The Register: The latest Texan tourist attraction is a residential street, but one that invites visitors to tap an Android tablet against anything in the "neighborhood" to be shown more details about the object, as well as its price.
Main Street America isn't your typical theme park; instead of featuring rollercoasters or showgirls, the park promises "a memorable, one-of-a-kind learning and buying experience". And, as RFID Journal explains, one powered by Android tablets and NFC tags.
The park, which is already under construction and scheduled to open next summer, consists of 12 large show homes and a visitors' centre. The homes are perfectly appointed to take a wander around and admire the decor, but most importantly, all the fixtures and fittings bear Near Field Communications (NFC) tags for reading with the provided Android tablets.
Altogether 800 of the Android tablets – or Technological Educational Devices (TEDs), as the park likes to call them – will be available to visitors. Initially they'll be using USB-connected readers, which seems a bit primitive, but users will be able to tap any tag to get more information about the product beside it, and to create a wish list that can guide the sales representatives waiting back at the visitors' centre, easy-finance forms at the ready.

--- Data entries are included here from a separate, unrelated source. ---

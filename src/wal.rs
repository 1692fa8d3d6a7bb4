use std::fs::{File, OpenOptions};
use std::io::{self, BufReader, Read, Write};
use std::path::{Path, PathBuf};

use crate::model::Event;

/// Records larger than this are treated as a corrupt length prefix.
const MAX_RECORD_LEN: usize = 64 * 1024;

/// Encode a single event to [len][bincode][crc32] format.
fn encode_event(event: &Event) -> io::Result<Vec<u8>> {
    let payload =
        bincode::serialize(event).map_err(|e| io::Error::new(io::ErrorKind::InvalidData, e))?;
    let len = payload.len() as u32;
    let crc = crc32fast::hash(&payload);
    let mut record = Vec::with_capacity(payload.len() + 8);
    record.extend_from_slice(&len.to_le_bytes());
    record.extend_from_slice(&payload);
    record.extend_from_slice(&crc.to_le_bytes());
    Ok(record)
}

/// Storage under the log. `File` outside of tests.
pub trait LogFile: Write {
    fn sync(&mut self) -> io::Result<()>;
    fn truncate(&mut self, len: u64) -> io::Result<()>;
}

impl LogFile for File {
    fn sync(&mut self) -> io::Result<()> {
        self.sync_all()
    }

    fn truncate(&mut self, len: u64) -> io::Result<()> {
        self.set_len(len)
    }
}

/// Valid records read back from a log, and where they end.
#[derive(Debug, Default)]
pub struct Replay {
    pub events: Vec<Event>,
    /// Byte length of the valid prefix. Anything after it is a torn or corrupt tail.
    pub valid_len: u64,
}

/// Append-only booking log.
///
/// Format per entry: `[u32: len][bincode: Event][u32: crc32]`
/// - `len` is the byte length of the bincode payload (not including the CRC).
/// - A truncated or corrupt tail (crash mid-write) is skipped on replay and cut
///   off by [`Wal::discard_tail`] before anything new is appended.
/// - A failed append is rolled back to the previous length. If the rollback
///   fails too, the log refuses further appends.
pub struct Wal<F: LogFile = File> {
    file: F,
    path: PathBuf,
    /// Bytes known to hold whole records.
    len: u64,
    appends: u64,
    failed: bool,
}

impl Wal {
    /// Open (or create) the log file at `path`.
    pub fn open(path: &Path) -> io::Result<Self> {
        let file = OpenOptions::new().create(true).append(true).open(path)?;
        let len = file.metadata()?.len();
        Ok(Self::with_file(file, path, len))
    }

    /// Replay the log from disk. A missing file is an empty log.
    pub fn replay(path: &Path) -> io::Result<Replay> {
        match File::open(path) {
            Ok(f) => read_records(BufReader::new(f)),
            Err(e) if e.kind() == io::ErrorKind::NotFound => Ok(Replay::default()),
            Err(e) => Err(e),
        }
    }
}

impl<F: LogFile> Wal<F> {
    fn with_file(file: F, path: &Path, len: u64) -> Self {
        Self {
            file,
            path: path.to_path_buf(),
            len,
            appends: 0,
            failed: false,
        }
    }

    /// Append one event and fsync before returning. On error nothing from
    /// this record is left in the file.
    pub fn append(&mut self, event: &Event) -> io::Result<()> {
        if self.failed {
            return Err(io::Error::other("booking log unusable after a failed rollback"));
        }
        let record = encode_event(event)?;
        if let Err(e) = self.file.write_all(&record).and_then(|()| self.file.sync()) {
            if self.file.truncate(self.len).and_then(|()| self.file.sync()).is_err() {
                self.failed = true;
            }
            return Err(e);
        }
        self.len += record.len() as u64;
        self.appends += 1;
        Ok(())
    }

    /// Cut the file back to `valid_len`, returning how many bytes were dropped.
    pub fn discard_tail(&mut self, valid_len: u64) -> io::Result<u64> {
        if self.len <= valid_len {
            return Ok(0);
        }
        self.file.truncate(valid_len)?;
        self.file.sync()?;
        let dropped = self.len - valid_len;
        self.len = valid_len;
        Ok(dropped)
    }

    pub fn path(&self) -> &Path {
        &self.path
    }

    /// Length in bytes of the records written so far.
    pub fn len(&self) -> u64 {
        self.len
    }

    pub fn is_empty(&self) -> bool {
        self.len == 0
    }

    /// Events appended through this handle since it was opened.
    pub fn appends(&self) -> u64 {
        self.appends
    }

    #[cfg(test)]
    pub(crate) fn mark_failed(&mut self) {
        self.failed = true;
    }
}

/// Read records until EOF or the first torn or corrupt one.
fn read_records(mut reader: impl Read) -> io::Result<Replay> {
    let mut replay = Replay::default();
    loop {
        let mut len_buf = [0u8; 4];
        match reader.read_exact(&mut len_buf) {
            Ok(()) => {}
            Err(e) if e.kind() == io::ErrorKind::UnexpectedEof => break,
            Err(e) => return Err(e),
        }
        let len = u32::from_le_bytes(len_buf) as usize;
        if len > MAX_RECORD_LEN {
            break;
        }

        let mut payload = vec![0u8; len];
        match reader.read_exact(&mut payload) {
            Ok(()) => {}
            Err(e) if e.kind() == io::ErrorKind::UnexpectedEof => break, // truncated
            Err(e) => return Err(e),
        }

        let mut crc_buf = [0u8; 4];
        match reader.read_exact(&mut crc_buf) {
            Ok(()) => {}
            Err(e) if e.kind() == io::ErrorKind::UnexpectedEof => break, // truncated
            Err(e) => return Err(e),
        }
        if u32::from_le_bytes(crc_buf) != crc32fast::hash(&payload) {
            break;
        }

        match bincode::deserialize::<Event>(&payload) {
            Ok(event) => replay.events.push(event),
            Err(_) => break, // corrupt payload
        }
        replay.valid_len += (len + 8) as u64;
    }
    Ok(replay)
}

It all looks horribly American and takes the concept of tacky to a new low, but really it's not so different from walking around Ikea, looking at the rooms displayed therein.
Main Street America is bigger, of course, and there aren't any meatballs. But replacing Ikea's tiny pencils and impossible-to-spell product names with RFID tags can't be a bad thing, and when was the last time Ikea offered you "patriotic fireworks" or declared itself "A new beacon of hope symbolic of the promise that the American Dream is still alive and well"?